┌─ DATASET
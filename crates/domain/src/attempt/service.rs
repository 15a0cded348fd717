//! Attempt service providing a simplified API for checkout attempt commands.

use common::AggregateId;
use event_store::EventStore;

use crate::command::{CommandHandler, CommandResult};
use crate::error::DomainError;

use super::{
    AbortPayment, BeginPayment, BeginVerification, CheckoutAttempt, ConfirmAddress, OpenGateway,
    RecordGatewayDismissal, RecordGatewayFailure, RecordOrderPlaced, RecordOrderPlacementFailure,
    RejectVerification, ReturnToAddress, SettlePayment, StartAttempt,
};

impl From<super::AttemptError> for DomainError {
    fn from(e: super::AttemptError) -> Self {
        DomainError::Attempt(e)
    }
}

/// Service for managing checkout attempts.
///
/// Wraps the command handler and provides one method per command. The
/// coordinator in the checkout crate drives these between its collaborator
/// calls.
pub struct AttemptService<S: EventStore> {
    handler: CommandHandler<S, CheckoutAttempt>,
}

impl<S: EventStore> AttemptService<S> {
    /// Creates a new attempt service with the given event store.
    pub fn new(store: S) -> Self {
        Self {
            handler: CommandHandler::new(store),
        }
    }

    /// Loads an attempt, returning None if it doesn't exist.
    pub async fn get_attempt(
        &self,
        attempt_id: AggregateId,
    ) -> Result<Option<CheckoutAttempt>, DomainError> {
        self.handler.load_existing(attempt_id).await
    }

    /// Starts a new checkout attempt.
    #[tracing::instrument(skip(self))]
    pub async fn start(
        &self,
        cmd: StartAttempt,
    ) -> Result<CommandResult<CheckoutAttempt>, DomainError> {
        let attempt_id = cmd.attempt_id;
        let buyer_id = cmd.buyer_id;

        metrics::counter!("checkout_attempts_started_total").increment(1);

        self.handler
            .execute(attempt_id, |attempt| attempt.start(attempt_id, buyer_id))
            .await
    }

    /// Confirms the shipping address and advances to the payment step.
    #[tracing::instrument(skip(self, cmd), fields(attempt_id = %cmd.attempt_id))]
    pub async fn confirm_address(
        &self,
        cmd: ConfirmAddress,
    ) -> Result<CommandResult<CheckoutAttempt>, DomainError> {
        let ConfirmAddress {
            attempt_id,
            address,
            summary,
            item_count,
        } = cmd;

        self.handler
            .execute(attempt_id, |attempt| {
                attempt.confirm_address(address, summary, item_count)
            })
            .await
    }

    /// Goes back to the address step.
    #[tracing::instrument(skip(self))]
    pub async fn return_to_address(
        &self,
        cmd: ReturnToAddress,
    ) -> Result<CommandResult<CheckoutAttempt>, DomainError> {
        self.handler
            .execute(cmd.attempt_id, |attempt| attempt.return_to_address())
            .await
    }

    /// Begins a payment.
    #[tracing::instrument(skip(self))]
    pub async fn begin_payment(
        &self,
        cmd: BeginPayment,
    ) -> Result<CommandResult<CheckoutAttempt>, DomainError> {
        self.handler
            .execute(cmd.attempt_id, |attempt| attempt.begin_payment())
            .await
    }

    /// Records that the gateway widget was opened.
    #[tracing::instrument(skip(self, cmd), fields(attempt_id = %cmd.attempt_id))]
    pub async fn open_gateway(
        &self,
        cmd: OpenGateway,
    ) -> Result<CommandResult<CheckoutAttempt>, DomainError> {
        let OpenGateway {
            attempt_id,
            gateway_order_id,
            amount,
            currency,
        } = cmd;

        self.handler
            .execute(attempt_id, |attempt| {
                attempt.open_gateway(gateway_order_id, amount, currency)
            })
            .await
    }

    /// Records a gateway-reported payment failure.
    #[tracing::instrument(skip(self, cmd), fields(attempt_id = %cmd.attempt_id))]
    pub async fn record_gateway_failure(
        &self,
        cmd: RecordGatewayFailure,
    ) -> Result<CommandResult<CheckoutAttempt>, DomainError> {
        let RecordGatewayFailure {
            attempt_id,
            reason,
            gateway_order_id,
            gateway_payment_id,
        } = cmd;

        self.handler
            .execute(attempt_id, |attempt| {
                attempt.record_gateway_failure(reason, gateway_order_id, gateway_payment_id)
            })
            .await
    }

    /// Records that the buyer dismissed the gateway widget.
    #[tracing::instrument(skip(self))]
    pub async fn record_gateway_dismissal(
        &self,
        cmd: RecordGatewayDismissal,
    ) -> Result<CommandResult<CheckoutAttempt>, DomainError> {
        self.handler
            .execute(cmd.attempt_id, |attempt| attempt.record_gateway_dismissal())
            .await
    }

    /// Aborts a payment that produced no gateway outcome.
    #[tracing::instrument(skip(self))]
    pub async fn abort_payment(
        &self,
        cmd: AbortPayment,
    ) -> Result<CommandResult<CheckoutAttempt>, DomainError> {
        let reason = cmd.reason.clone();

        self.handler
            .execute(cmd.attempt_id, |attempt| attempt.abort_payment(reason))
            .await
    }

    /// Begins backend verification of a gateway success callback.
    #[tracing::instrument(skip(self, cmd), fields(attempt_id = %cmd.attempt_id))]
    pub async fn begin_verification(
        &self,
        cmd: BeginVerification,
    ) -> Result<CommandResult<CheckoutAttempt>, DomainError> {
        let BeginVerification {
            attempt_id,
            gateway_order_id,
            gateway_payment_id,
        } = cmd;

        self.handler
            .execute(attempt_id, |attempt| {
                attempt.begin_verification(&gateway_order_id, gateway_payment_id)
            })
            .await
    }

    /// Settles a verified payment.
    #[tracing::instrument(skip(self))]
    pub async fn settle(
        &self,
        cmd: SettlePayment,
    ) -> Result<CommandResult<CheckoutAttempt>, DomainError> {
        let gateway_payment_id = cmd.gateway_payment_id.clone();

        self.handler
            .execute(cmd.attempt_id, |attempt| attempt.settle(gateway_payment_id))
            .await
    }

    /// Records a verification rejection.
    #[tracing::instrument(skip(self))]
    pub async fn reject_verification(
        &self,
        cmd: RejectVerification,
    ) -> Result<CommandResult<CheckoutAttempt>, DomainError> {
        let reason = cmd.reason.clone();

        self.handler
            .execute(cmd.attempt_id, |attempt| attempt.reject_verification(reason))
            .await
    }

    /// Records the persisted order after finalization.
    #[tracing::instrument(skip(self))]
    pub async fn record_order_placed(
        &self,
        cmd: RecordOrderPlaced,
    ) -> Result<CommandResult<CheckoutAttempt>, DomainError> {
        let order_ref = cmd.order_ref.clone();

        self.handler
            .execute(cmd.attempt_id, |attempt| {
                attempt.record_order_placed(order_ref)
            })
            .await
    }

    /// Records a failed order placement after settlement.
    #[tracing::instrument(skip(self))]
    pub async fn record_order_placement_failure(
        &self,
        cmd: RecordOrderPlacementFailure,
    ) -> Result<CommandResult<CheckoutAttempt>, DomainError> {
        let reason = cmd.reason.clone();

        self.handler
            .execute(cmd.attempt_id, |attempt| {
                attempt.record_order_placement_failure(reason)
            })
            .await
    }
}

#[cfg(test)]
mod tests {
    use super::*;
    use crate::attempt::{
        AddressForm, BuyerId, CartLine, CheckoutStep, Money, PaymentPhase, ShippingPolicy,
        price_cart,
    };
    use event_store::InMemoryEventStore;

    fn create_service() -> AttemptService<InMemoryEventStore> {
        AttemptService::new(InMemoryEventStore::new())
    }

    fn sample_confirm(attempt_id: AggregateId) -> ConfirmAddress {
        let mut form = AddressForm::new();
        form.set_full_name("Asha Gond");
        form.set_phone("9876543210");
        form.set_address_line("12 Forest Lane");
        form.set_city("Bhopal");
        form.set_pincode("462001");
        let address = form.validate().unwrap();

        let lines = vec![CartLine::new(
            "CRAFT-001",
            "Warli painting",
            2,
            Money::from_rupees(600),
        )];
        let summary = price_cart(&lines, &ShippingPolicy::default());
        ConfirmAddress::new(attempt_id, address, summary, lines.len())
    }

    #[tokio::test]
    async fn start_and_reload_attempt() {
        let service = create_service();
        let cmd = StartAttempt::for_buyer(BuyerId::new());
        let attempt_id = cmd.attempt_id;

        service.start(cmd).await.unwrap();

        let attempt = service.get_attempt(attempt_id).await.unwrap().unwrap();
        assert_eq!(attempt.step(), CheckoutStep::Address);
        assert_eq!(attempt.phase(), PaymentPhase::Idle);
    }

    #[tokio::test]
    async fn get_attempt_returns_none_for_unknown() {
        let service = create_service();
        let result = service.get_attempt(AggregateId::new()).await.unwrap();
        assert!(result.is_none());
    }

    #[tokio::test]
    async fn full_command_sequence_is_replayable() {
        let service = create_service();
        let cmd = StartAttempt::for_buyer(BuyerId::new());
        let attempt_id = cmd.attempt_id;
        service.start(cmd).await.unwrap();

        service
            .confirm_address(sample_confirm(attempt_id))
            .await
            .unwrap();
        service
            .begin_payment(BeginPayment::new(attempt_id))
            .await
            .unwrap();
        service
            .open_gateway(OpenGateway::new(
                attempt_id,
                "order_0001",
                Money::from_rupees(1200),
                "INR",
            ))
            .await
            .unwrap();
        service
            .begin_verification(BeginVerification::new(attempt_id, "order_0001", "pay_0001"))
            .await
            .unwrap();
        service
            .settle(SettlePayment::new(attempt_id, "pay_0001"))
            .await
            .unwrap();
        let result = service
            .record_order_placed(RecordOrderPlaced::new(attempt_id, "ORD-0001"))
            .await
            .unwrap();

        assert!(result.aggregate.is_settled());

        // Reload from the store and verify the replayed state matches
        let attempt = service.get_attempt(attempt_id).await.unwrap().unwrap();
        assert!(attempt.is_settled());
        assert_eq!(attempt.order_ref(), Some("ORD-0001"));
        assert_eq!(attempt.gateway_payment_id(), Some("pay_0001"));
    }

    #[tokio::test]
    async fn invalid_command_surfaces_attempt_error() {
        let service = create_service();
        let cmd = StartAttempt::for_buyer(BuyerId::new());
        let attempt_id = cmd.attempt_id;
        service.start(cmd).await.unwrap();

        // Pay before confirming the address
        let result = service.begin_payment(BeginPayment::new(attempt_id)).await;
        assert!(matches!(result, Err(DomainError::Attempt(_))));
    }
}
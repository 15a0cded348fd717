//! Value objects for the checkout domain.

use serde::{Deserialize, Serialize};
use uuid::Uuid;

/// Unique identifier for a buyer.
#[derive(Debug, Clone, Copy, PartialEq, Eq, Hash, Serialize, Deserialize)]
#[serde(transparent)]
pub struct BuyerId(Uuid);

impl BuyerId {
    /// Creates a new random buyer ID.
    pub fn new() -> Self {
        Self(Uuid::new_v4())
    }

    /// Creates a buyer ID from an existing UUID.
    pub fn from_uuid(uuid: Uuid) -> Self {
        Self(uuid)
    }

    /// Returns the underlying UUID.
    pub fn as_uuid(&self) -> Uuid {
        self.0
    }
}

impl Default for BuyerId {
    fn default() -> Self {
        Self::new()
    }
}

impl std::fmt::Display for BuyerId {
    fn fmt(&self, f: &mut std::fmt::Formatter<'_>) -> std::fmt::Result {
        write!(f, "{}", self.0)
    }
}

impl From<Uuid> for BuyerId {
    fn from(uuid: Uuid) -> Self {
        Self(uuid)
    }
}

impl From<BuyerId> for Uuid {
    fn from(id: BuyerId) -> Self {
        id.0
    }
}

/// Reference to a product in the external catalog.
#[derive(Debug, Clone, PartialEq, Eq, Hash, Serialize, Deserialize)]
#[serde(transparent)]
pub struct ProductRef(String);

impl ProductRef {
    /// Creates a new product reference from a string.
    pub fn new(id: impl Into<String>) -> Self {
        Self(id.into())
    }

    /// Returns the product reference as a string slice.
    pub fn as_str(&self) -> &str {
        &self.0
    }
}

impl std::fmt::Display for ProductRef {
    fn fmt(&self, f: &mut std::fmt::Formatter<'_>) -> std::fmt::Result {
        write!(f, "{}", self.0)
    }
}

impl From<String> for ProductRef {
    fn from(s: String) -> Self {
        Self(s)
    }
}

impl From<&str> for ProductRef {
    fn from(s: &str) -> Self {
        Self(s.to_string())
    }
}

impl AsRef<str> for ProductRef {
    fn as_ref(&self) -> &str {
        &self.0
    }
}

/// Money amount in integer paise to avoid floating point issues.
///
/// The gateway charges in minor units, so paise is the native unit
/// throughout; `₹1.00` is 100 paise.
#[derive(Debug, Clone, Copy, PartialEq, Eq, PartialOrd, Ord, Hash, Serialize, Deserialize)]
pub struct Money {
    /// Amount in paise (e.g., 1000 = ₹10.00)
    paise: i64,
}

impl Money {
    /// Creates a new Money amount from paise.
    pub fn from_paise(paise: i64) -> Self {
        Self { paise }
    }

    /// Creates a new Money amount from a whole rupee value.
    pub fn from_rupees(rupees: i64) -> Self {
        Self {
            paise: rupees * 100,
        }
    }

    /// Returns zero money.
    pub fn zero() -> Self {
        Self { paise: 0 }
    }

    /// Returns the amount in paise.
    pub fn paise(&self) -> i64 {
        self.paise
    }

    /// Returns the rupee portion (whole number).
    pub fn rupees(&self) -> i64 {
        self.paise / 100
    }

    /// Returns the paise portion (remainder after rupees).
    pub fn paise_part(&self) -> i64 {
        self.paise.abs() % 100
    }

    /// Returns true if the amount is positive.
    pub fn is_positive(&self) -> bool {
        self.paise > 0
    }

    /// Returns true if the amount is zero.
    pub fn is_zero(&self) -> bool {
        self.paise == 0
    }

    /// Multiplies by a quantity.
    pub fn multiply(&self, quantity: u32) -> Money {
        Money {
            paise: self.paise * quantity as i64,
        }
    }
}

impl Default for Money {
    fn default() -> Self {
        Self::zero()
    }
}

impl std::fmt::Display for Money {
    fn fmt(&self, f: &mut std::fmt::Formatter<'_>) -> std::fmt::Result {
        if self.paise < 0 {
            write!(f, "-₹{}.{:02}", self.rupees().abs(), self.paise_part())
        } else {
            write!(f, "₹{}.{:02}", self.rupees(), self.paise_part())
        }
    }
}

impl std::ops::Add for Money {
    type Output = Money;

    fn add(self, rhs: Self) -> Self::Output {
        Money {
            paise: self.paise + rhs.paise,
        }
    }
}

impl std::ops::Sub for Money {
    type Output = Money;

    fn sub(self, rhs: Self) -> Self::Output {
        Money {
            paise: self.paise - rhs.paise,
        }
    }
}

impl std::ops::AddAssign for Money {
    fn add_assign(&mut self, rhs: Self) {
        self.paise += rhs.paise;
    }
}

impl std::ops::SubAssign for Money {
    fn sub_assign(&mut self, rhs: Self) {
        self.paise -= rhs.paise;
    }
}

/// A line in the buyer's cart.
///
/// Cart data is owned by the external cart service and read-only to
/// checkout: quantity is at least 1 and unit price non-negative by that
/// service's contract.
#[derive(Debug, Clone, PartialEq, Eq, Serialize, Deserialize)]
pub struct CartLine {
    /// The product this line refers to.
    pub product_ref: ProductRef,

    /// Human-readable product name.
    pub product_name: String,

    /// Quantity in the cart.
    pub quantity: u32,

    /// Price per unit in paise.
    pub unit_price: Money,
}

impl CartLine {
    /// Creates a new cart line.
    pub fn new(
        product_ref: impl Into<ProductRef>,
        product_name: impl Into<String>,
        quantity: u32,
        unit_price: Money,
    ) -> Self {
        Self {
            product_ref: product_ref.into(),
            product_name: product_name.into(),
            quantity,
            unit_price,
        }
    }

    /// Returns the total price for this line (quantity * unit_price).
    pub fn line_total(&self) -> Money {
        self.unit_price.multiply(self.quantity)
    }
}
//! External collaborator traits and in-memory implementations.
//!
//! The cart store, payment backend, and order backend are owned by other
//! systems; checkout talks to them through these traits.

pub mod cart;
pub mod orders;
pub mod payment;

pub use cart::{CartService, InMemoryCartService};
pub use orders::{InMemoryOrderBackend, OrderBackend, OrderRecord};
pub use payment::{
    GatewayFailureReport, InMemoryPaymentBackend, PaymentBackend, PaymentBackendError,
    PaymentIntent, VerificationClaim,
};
└─
* _EXERCISE_: If a line in the records above contains the word "super", copy it.

* _YOUR SOLUTION_:
use super::{
impl From<super::AttemptError> for DomainError {
    fn from(e: super::AttemptError) -> Self {
    use super::*;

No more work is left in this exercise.